(Saved data entries)
____________________
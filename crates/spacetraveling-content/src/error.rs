// File: spacetraveling-content/src/error.rs
// Purpose: Failures raised while talking to the content source

use thiserror::Error;

/// Errors returned by content sources and the pagination engine.
///
/// The variants carry rendered messages rather than the underlying error
/// values so that a failed fetch can be cloned into every caller waiting on
/// it.
#[derive(Error, Debug, Clone, PartialEq, Eq)]
pub enum ContentError {
    /// The content source could not be reached, or answered with a
    /// non-success status.
    #[error("transport error: {0}")]
    Transport(String),

    /// The requested identifier has no entry.
    #[error("no '{type_name}' entry with identifier '{id}'")]
    NotFound { type_name: String, id: String },

    /// The payload was readable but did not have the expected shape.
    #[error("malformed response: {0}")]
    MalformedResponse(String),

    /// A cursor that does not point at the configured content source.
    #[error("cursor does not belong to the configured content source: {0}")]
    InvalidCursor(String),
}

impl ContentError {
    pub fn not_found(type_name: impl Into<String>, id: impl Into<String>) -> Self {
        Self::NotFound {
            type_name: type_name.into(),
            id: id.into(),
        }
    }

    /// Whether retrying the same operation may succeed.
    pub fn is_recoverable(&self) -> bool {
        matches!(self, Self::Transport(_))
    }

    /// Short category name, used as a structured log field.
    pub fn category(&self) -> &'static str {
        match self {
            Self::Transport(_) => "transport",
            Self::NotFound { .. } => "not_found",
            Self::MalformedResponse(_) => "malformed_response",
            Self::InvalidCursor(_) => "invalid_cursor",
        }
    }
}

impl From<reqwest::Error> for ContentError {
    fn from(err: reqwest::Error) -> Self {
        if err.is_decode() {
            Self::MalformedResponse(err.to_string())
        } else {
            Self::Transport(err.to_string())
        }
    }
}

impl From<serde_json::Error> for ContentError {
    fn from(err: serde_json::Error) -> Self {
        Self::MalformedResponse(err.to_string())
    }
}

pub type Result<T> = std::result::Result<T, ContentError>;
____________________
What you have to do: Every line above needs to be repeated exactly as shown.

Result:
filename crates/spacetraveling-content/src/error.rs
// File: spacetraveling-content/src/error.rs
// Purpose: Failures raised while talking to the content source

use thiserror::Error;

/// Errors returned by content sources and the pagination engine.
///
/// The variants carry rendered messages rather than the underlying error
/// values so that a failed fetch can be cloned into every caller waiting on
/// it.
#[derive(Error, Debug, Clone, PartialEq, Eq)]
pub enum ContentError {
    /// The content source could not be reached, or answered with a
    /// non-success status.
    #[error("transport error: {0}")]
    Transport(String),

    /// The requested identifier has no entry.
    #[error("no '{type_name}' entry with identifier '{id}'")]
    NotFound { type_name: String, id: String },

    /// The payload was readable but did not have the expected shape.
    #[error("malformed response: {0}")]
    MalformedResponse(String),

    /// A cursor that does not point at the configured content source.
    #[error("cursor does not belong to the configured content source: {0}")]
    InvalidCursor(String),
}

impl ContentError {
    pub fn not_found(type_name: impl Into<String>, id: impl Into<String>) -> Self {
        Self::NotFound {
            type_name: type_name.into(),
            id: id.into(),
        }
    }

    /// Whether retrying the same operation may succeed.
    pub fn is_recoverable(&self) -> bool {
        matches!(self, Self::Transport(_))
    }

    /// Short category name, used as a structured log field.
    pub fn category(&self) -> &'static str {
        match self {
            Self::Transport(_) => "transport",
            Self::NotFound { .. } => "not_found",
            Self::MalformedResponse(_) => "malformed_response",
            Self::InvalidCursor(_) => "invalid_cursor",
        }
    }
}

impl From<reqwest::Error> for ContentError {
    fn from(err: reqwest::Error) -> Self {
        if err.is_decode() {
            Self::MalformedResponse(err.to_string())
        } else {
            Self::Transport(err.to_string())
        }
    }
}

impl From<serde_json::Error> for ContentError {
    fn from(err: serde_json::Error) -> Self {
        Self::MalformedResponse(err.to_string())
    }
}

pub type Result<T> = std::result::Result<T, ContentError>;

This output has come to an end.